Here's a rough spec for what Simple Virtual Presence technology should offer:
- One click dialing: A single click to the other person's or
conference's address should provide full default multi-media
connectivity, with no further 'configuration' needed. 'Who you see is
who you get'.
- Connectivity should have three simultaneous 'viewpoints':
sound and image of the other person him/herself, sound and image of
what the other person is looking at/listening to, and a third
'backchannel' for sidebar communications. The default configuration
might look like the image above. For SVP at a conference, the picture
at left would be the person physically at the meeting you are
'channeling', the picture at right would be the speaker or his/her
presentation material, and the 'backchannel' would be the sidebar
discussions with other physical and virtual attendees of the conference.
- A pointer to show what you are specifically talking about.

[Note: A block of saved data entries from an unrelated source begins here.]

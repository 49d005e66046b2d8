//! Solidity ABI surface
//!
//! Lets the ledger sit behind a contract-call boundary: calldata is decoded
//! against [`ISplittableToken`], dispatched to the shared ledger with the
//! caller as `msg.sender`, and journaled events come back as EVM logs.
//!
//! ## Interface
//!
//! ```solidity
//! interface ISplittableToken {
//!     function name() external view returns (string);
//!     function symbol() external view returns (string);
//!     function decimals() external view returns (uint8);
//!     function totalSupply() external view returns (uint256);
//!     function balanceOf(address account) external view returns (uint256);
//!     function exponent() external view returns (uint256);
//!     function userExponents(address account) external view returns (uint256);
//!     function owner() external view returns (address);
//!     function allowance(address owner, address spender) external view returns (uint256);
//!     function transfer(address to, uint256 amount) external returns (bool);
//!     function transferFrom(address from, address to, uint256 amount) external returns (bool);
//!     function approve(address spender, uint256 amount) external returns (bool);
//!     function increaseSupply() external returns (uint256);
//!     function transferOwnership(address newOwner) external;
//! }
//! ```
//!
//! A failed call returns an error and commits nothing, matching a reverted
//! transaction. Mint and burn stay off this interface; derived token variants
//! reach them through [`crate::TokenLedger`].

use alloy_primitives::{Address, Bytes, Log, LogData, U256};
use alloy_sol_types::{sol, SolEvent, SolInterface, SolValue};

use crate::{
    error::{TokenError, TokenResult},
    events::{LedgerEvent, Receipt},
    shared::SharedToken,
};

sol! {
    /// Splittable token interface
    interface ISplittableToken {
        /// Tokens moved, minted or burned
        event Transfer(address indexed from, address indexed to, uint256 value);

        /// Allowance set
        event Approval(address indexed owner, address indexed spender, uint256 value);

        /// Total supply doubled
        event IncreaseSupply(uint256 exponent);

        /// Owner changed
        event OwnershipTransferred(address indexed previousOwner, address indexed newOwner);

        function name() external view returns (string);
        function symbol() external view returns (string);
        function decimals() external view returns (uint8);
        function totalSupply() external view returns (uint256);
        function balanceOf(address account) external view returns (uint256);
        function exponent() external view returns (uint256);
        function userExponents(address account) external view returns (uint256);
        function owner() external view returns (address);
        function allowance(address owner, address spender) external view returns (uint256);

        /// Transfer from the caller, reconciling both sides first
        function transfer(address to, uint256 amount) external returns (bool);

        /// Delegated transfer against the caller's allowance
        function transferFrom(address from, address to, uint256 amount) external returns (bool);

        function approve(address spender, uint256 amount) external returns (bool);

        /// Double the total supply (owner only)
        /// @return The new exponent
        function increaseSupply() external returns (uint256);

        function transferOwnership(address newOwner) external;
    }
}

/// Return data and logs of a successful call.
#[derive(Clone, Debug, Default, PartialEq, Eq)]
pub struct CallOutput {
    /// ABI-encoded return value.
    pub output: Bytes,
    /// Logs emitted by the call, in order.
    pub logs: Vec<Log>,
}

/// Encodes a ledger event as an EVM log emitted by `address`.
pub fn event_log(address: Address, event: &LedgerEvent) -> Log {
    let data: LogData = match *event {
        LedgerEvent::Transfer { from, to, value } => {
            ISplittableToken::Transfer { from, to, value }.encode_log_data()
        }
        LedgerEvent::Approval {
            owner,
            spender,
            value,
        } => ISplittableToken::Approval {
            owner,
            spender,
            value,
        }
        .encode_log_data(),
        LedgerEvent::IncreaseSupply { exponent } => ISplittableToken::IncreaseSupply {
            exponent: U256::from(exponent),
        }
        .encode_log_data(),
        LedgerEvent::OwnershipTransferred {
            previous_owner,
            new_owner,
        } => ISplittableToken::OwnershipTransferred {
            previousOwner: previous_owner,
            newOwner: new_owner,
        }
        .encode_log_data(),
    };
    Log { address, data }
}

/// The ledger exposed through [`ISplittableToken`] at a fixed address.
#[derive(Clone, Debug)]
pub struct TokenContract {
    address: Address,
    token: SharedToken,
}

impl TokenContract {
    /// Binds `token` to `address`; logs are attributed to that address.
    pub const fn new(address: Address, token: SharedToken) -> Self {
        Self { address, token }
    }

    /// Contract address.
    pub const fn address(&self) -> Address {
        self.address
    }

    /// Underlying ledger handle.
    pub const fn token(&self) -> &SharedToken {
        &self.token
    }

    /// Executes `data` on behalf of `caller`.
    pub fn call(&self, caller: Address, data: &[u8]) -> TokenResult<CallOutput> {
        use ISplittableToken::ISplittableTokenCalls as Calls;

        tracing::debug!(
            target: "splittable::abi",
            ?caller,
            calldata_len = data.len(),
            "token call"
        );

        let decoded =
            Calls::abi_decode(data).map_err(|e| TokenError::InvalidCalldata(e.to_string()))?;

        match decoded {
            Calls::name(_) => Ok(self.view(|t| (t.name().to_string(),).abi_encode_params())),
            Calls::symbol(_) => Ok(self.view(|t| (t.symbol().to_string(),).abi_encode_params())),
            Calls::decimals(_) => Ok(self.view(|t| U256::from(t.decimals()).abi_encode())),
            Calls::totalSupply(_) => Ok(self.view(|t| t.total_supply().abi_encode())),
            Calls::balanceOf(call) => Ok(self.view(|t| t.balance_of(call.account).abi_encode())),
            Calls::exponent(_) => Ok(self.view(|t| U256::from(t.exponent()).abi_encode())),
            Calls::userExponents(call) => {
                Ok(self.view(|t| U256::from(t.user_exponent(call.account)).abi_encode()))
            }
            Calls::owner(_) => Ok(self.view(|t| t.owner().abi_encode())),
            Calls::allowance(call) => {
                Ok(self.view(|t| t.allowance(call.owner, call.spender).abi_encode()))
            }
            Calls::transfer(call) => {
                let receipt = self
                    .token
                    .write(|t| t.transfer(caller, call.to, call.amount))?;
                Ok(self.finish(receipt, |ok| ok.abi_encode()))
            }
            Calls::transferFrom(call) => {
                let receipt = self
                    .token
                    .write(|t| t.transfer_from(caller, call.from, call.to, call.amount))?;
                Ok(self.finish(receipt, |ok| ok.abi_encode()))
            }
            Calls::approve(call) => {
                let receipt = self
                    .token
                    .write(|t| t.approve(caller, call.spender, call.amount))?;
                Ok(self.finish(receipt, |ok| ok.abi_encode()))
            }
            Calls::increaseSupply(_) => {
                let receipt = self.token.write(|t| t.increase_supply(caller))?;
                Ok(self.finish(receipt, |exp| U256::from(exp).abi_encode()))
            }
            Calls::transferOwnership(call) => {
                let receipt = self
                    .token
                    .write(|t| t.transfer_ownership(caller, call.newOwner))?;
                Ok(self.finish(receipt, |()| Vec::new()))
            }
        }
    }

    fn view(&self, f: impl FnOnce(&crate::ledger::SplittableToken) -> Vec<u8>) -> CallOutput {
        CallOutput {
            output: self.token.read(f).into(),
            logs: Vec::new(),
        }
    }

    fn finish<T>(&self, receipt: Receipt<T>, encode: impl FnOnce(T) -> Vec<u8>) -> CallOutput {
        let logs = receipt
            .events
            .iter()
            .map(|event| event_log(self.address, event))
            .collect();
        CallOutput {
            output: encode(receipt.value).into(),
            logs,
        }
    }
}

The analogue between physical and virtual presence is simple and
intuitive: Two visual and two audio channels replace your physical eyes
and ears, and the pointer replaces your finger. The backchannel gives
you multitasking capability that puts you in exactly the same position
with SVP that you would have with physical presence, all with a single
click.
All of the technology to do this exists now. It's just a matter of
combining and simplifying it. And not much accommodation is needed at
the other end either: A camera & mic on each laptop that can be
swiveled to show either the user or what he/she is looking at, and a
'whiteboard' that shows the document the person at the other end is
working on, or the document the presenter at the conference is talking
about.
What's critical is resisting the temptation to add a lot of bells and whistles. A virtual meeting should be, must be, no more complicated than a physical one, if it's to be embraced by the business mainstream.
Robin calls this simple functionality 'Side by Side'. I think it's even a bit richer than that: I'd call it Side-by-Side & Face-to-Face. If that sounds a little larger than life, perhaps it is. So my suggested brand name for SVP technology? Why, Picasso, of course.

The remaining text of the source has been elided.